» Task objective
Return only how many lines in the data include the string "then".

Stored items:
········

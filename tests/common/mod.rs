#![allow(dead_code)]

use std::cell::RefCell;
use std::collections::VecDeque;
use std::io::{self, Read, Write};
use std::rc::Rc;
use std::time::Duration;

use scope_trace::config::AcquisitionConfig;
use scope_trace::device::DeviceChannel;
use scope_trace::{CancelFlag, Error, Oscilloscope, Result, SampleEncoding, Samples, ScopeState};

// What the mock scope does for one arm.
#[derive(Debug, Clone)]
pub enum Sweep {
	// Reports stopped on the given poll (1-based), then returns the waveform.
	StopsAfter(u32),
	// Never reports stopped.
	Never,
	// Stops on the first poll but the waveform read fails to decode.
	Garbled,
}

pub struct MockScope {
	pub waveform: Vec<f64>,
	pub default_sweep: Sweep,
	pub sweeps: VecDeque<Sweep>,
	pub fail_arm_on: Option<u32>,
	// Raised once the waveform of the given arm has been read
	pub cancel_after: Option<(u32, CancelFlag)>,
	pub arms: u32,
	pub polls: u32,
	pub configured: u32,
	pub closes: u32,
	state: ScopeState,
	current: Sweep,
}

impl MockScope {
	pub fn new(waveform:Vec<f64>, default_sweep:Sweep) -> Self {
		MockScope {
			waveform,
			default_sweep: default_sweep.clone(),
			sweeps: VecDeque::new(),
			fail_arm_on: None,
			cancel_after: None,
			arms: 0,
			polls: 0,
			configured: 0,
			closes: 0,
			state: ScopeState::Connected,
			current: default_sweep,
		}
	}

	// Queues sweeps used before falling back to the default.
	pub fn then(mut self, sweep:Sweep) -> Self {
		self.sweeps.push_back(sweep);
		self
	}
}

impl Oscilloscope for MockScope {
	fn configure(&mut self, _config:&AcquisitionConfig) -> Result<()> {
		self.configured += 1;
		self.state = ScopeState::Configured;
		Ok(())
	}

	fn arm(&mut self) -> Result<()> {
		self.arms += 1;
		if self.fail_arm_on == Some(self.arms) {
			return Err(Error::Instrument("arm timed out".to_owned()));
		}
		self.current = self.sweeps.pop_front().unwrap_or_else(|| self.default_sweep.clone());
		self.polls = 0;
		self.state = ScopeState::Armed;
		Ok(())
	}

	fn trigger_stopped(&mut self) -> Result<bool> {
		self.polls += 1;
		let stopped = match self.current {
			Sweep::StopsAfter(n) => self.polls >= n,
			Sweep::Never => false,
			Sweep::Garbled => true,
		};
		if stopped {
			self.state = ScopeState::Configured;
		}
		Ok(stopped)
	}

	fn read_waveform(&mut self, sample_count:usize, encoding:SampleEncoding, _channel:&str) -> Result<Samples> {
		if let Sweep::Garbled = self.current {
			return Err(Error::WaveformDecode("block header missing".to_owned()));
		}
		if let Some((arm, flag)) = &self.cancel_after {
			if *arm == self.arms {
				flag.cancel();
			}
		}
		let values = self.waveform.iter().take(sample_count);
		Ok(match encoding {
			SampleEncoding::ScaledInt16 => Samples::Int16(values.map(|&v| v as i16).collect()),
			SampleEncoding::Float32 => Samples::Float32(values.map(|&v| v as f32).collect()),
		})
	}

	fn state(&self) -> ScopeState {
		self.state
	}

	fn close(&mut self) -> Result<()> {
		self.closes += 1;
		self.state = ScopeState::Disconnected;
		Ok(())
	}
}

// Device transport answering every plaintext with its bitwise complement, truncated to
// `limit` bytes. Every plaintext written is kept in `log`.
pub struct Inverter {
	pub log: Rc<RefCell<Vec<Vec<u8>>>>,
	pending: VecDeque<u8>,
	limit: usize,
}

impl Write for Inverter {
	fn write(&mut self, buf:&[u8]) -> io::Result<usize> {
		self.log.borrow_mut().push(buf.to_vec());
		self.pending.extend(buf.iter().take(self.limit).map(|b| !b));
		Ok(buf.len())
	}

	fn flush(&mut self) -> io::Result<()> {
		Ok(())
	}
}

impl Read for Inverter {
	fn read(&mut self, buf:&mut [u8]) -> io::Result<usize> {
		if self.pending.is_empty() {
			return Err(io::Error::new(io::ErrorKind::TimedOut, "no data"));
		}
		let n = buf.len().min(self.pending.len());
		for (slot, byte) in buf.iter_mut().zip(self.pending.drain(..n)) {
			*slot = byte;
		}
		Ok(n)
	}
}

pub fn inverting_device(config:&AcquisitionConfig, limit:usize) -> (DeviceChannel<Inverter>, Rc<RefCell<Vec<Vec<u8>>>>) {
	let log = Rc::new(RefCell::new(vec![]));
	let transport = Inverter { log: log.clone(), pending: VecDeque::new(), limit };
	let device = DeviceChannel::new(transport, config.plaintext_length, config.ciphertext_length, Duration::from_millis(20));
	(device, log)
}

// Three traces of eight int16 samples, 16-byte blocks, 18 mV range, fast polling.
pub fn small_config() -> AcquisitionConfig {
	let mut config = AcquisitionConfig::new(3, 8, 1e9, SampleEncoding::ScaledInt16, 0.018, 16, 16);
	config.trigger_poll.attempts = 3;
	config.trigger_poll.interval_ms = 1;
	config.progress_interval = 1;
	config
}

pub fn ramp() -> Vec<f64> {
	(0..8).map(|v| v as f64).collect()
}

········

» Task answer
2